SUMMARY OF 510(K) SAFETY AND EFFECTIVENESS INFORMATION

This summary of 510(k) safety and effectiveness information is being submitted in accordance with the requirements of SMDA 1990 and 21 CFR 807.92.

The ATAC Calibrator Kit is intended to calibrate the ATAC Clinical Systems for the quantitative determination of albumin, calcium, cholesterol, creatinine, glucose, magnesium, phosphorus, total protein and urea nitrogen. The ATAC Calibrator is substantially equivalent to the Beckman Synchron Multi-Calibrator, product no. 465915, which is currently marketed by Beckman Coulter, Inc. of Brea, CA. The effectiveness of ATAC Calibrator Kit on the ATAC 8000 Random Access Chemistry System is shown by the following studies.

The reconstituted stability claim is confirmed through the assay of albumin, total bilirubin and total protein in calibrators of increasing ages. The observed changes in the concentrations of albumin, magnesium, bilirubin and total protein over 3 days at 2°C to 8°C were statistically insignificant or less than the round-off error of the assay. The observed change for phosphorus over three days was less than 0.2 mg/dL.

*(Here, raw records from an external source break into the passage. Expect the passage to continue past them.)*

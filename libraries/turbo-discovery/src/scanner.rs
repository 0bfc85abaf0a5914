//! Marker-file scanning of the remote tree

use crate::{DiscoveryError, Result};
use std::collections::{BTreeMap, HashSet};
use std::ffi::OsStr;
use std::path::{Path, PathBuf};
use turbo_core::config::PathSettings;
use turbo_core::types::{SyncTarget, TargetId};
use walkdir::WalkDir;

/// Difference between the live marker set and the known target ids
#[derive(Debug, Clone, Default, PartialEq, Eq)]
pub struct ScanDiff {
    /// Targets whose marker is new since the last scan, ordered by id
    pub added: Vec<SyncTarget>,

    /// Known targets whose marker disappeared, ordered by id
    pub removed: Vec<TargetId>,

    /// Number of marked directories found by this scan
    pub total: usize,
}

impl ScanDiff {
    pub fn is_empty(&self) -> bool {
        self.added.is_empty() && self.removed.is_empty()
    }
}

/// Scanner for marked directories under the remote root
#[derive(Debug, Clone)]
pub struct DiscoveryScanner {
    remote_root: PathBuf,
    local_root: PathBuf,

    /// File names that designate a directory as a sync target
    marker_names: Vec<String>,

    /// Whether to follow symbolic links
    follow_links: bool,

    /// Maximum depth of a target directory below the root
    max_depth: Option<usize>,
}

impl DiscoveryScanner {
    /// Create a scanner with the default `.livework` / `livework` markers
    pub fn new(remote_root: impl Into<PathBuf>, local_root: impl Into<PathBuf>) -> Self {
        Self {
            remote_root: remote_root.into(),
            local_root: local_root.into(),
            marker_names: vec![".livework".to_string(), "livework".to_string()],
            follow_links: false,
            max_depth: None,
        }
    }

    /// Build a scanner from the `paths` configuration section
    pub fn from_settings(settings: &PathSettings) -> Self {
        let mut scanner = Self::new(&settings.remote_root, &settings.local_root)
            .marker_names(settings.marker_names.clone())
            .follow_links(settings.follow_links);
        if let Some(depth) = settings.max_depth {
            scanner = scanner.max_depth(depth);
        }
        scanner
    }

    /// Replace the marker file names
    pub fn marker_names(mut self, names: Vec<String>) -> Self {
        self.marker_names = names;
        self
    }

    /// Set whether to follow symbolic links
    pub fn follow_links(mut self, follow: bool) -> Self {
        self.follow_links = follow;
        self
    }

    /// Set maximum depth of target directories (0 = only the root itself)
    pub fn max_depth(mut self, depth: usize) -> Self {
        self.max_depth = Some(depth);
        self
    }

    pub fn remote_root(&self) -> &Path {
        &self.remote_root
    }

    pub fn local_root(&self) -> &Path {
        &self.local_root
    }

    /// Find every marked directory
    ///
    /// Unreadable subdirectories are logged and skipped. An unreadable or
    /// missing root is an error so that callers never mistake an unmounted
    /// volume for "every marker was removed".
    pub fn discover(&self) -> Result<Vec<SyncTarget>> {
        self.check_root()?;

        let mut found: BTreeMap<TargetId, SyncTarget> = BTreeMap::new();
        let mut walker = WalkDir::new(&self.remote_root).follow_links(self.follow_links);

        // The marker sits one level below the directory it marks
        if let Some(depth) = self.max_depth {
            walker = walker.max_depth(depth + 1);
        }

        for entry in walker {
            let entry = match entry {
                Ok(entry) => entry,
                Err(e) => {
                    if e.depth() == 0 {
                        return Err(DiscoveryError::RootUnavailable(self.remote_root.clone()));
                    }
                    tracing::warn!(
                        path = ?e.path(),
                        "Skipping unreadable entry during discovery: {}",
                        e
                    );
                    continue;
                }
            };

            if entry.file_type().is_dir() || !self.is_marker(entry.file_name()) {
                continue;
            }

            let Some(dir) = entry.path().parent() else {
                continue;
            };

            let target = self.target_for(dir)?;
            if !found.contains_key(&target.id) {
                tracing::debug!(target_id = %target.id, "Found marker in {}", dir.display());
                found.insert(target.id.clone(), target);
            }
        }

        Ok(found.into_values().collect())
    }

    /// Recompute the marker set and diff it against `known`
    pub fn scan(&self, known: &HashSet<TargetId>) -> Result<ScanDiff> {
        let live = self.discover()?;
        let total = live.len();
        let live_ids: HashSet<&TargetId> = live.iter().map(|target| &target.id).collect();

        let mut removed: Vec<TargetId> = known
            .iter()
            .filter(|id| !live_ids.contains(id))
            .cloned()
            .collect();
        removed.sort();

        let added: Vec<SyncTarget> = live
            .into_iter()
            .filter(|target| !known.contains(&target.id))
            .collect();

        tracing::info!(
            total,
            added = added.len(),
            removed = removed.len(),
            "Discovery scan of {} complete",
            self.remote_root.display()
        );

        Ok(ScanDiff {
            added,
            removed,
            total,
        })
    }

    /// Map a remote directory to its target (id and local counterpart)
    pub fn target_for(&self, remote_dir: &Path) -> Result<SyncTarget> {
        let relative =
            remote_dir
                .strip_prefix(&self.remote_root)
                .map_err(|_| DiscoveryError::OutsideRoot {
                    path: remote_dir.to_path_buf(),
                    root: self.remote_root.clone(),
                })?;

        let id = TargetId::from_relative(relative);
        let local_path = if id.is_root() {
            self.local_root.clone()
        } else {
            self.local_root.join(relative)
        };

        Ok(SyncTarget::new(id, remote_dir.to_path_buf(), local_path))
    }

    fn is_marker(&self, name: &OsStr) -> bool {
        self.marker_names.iter().any(|marker| name == OsStr::new(marker))
    }

    fn check_root(&self) -> Result<()> {
        let metadata = std::fs::metadata(&self.remote_root)
            .map_err(|_| DiscoveryError::RootUnavailable(self.remote_root.clone()))?;
        if !metadata.is_dir() {
            return Err(DiscoveryError::NotADirectory(self.remote_root.clone()));
        }
        Ok(())
    }
}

The accuracy of the assigned set points was documented through method comparison studies. At least 50 sera were assayed for albumin, magnesium, phosphorus, total bilirubin and total protein over at least 4 analytical runs using a commercially available method and ATAC reagent applications calibrated with the ATAC Calibrator.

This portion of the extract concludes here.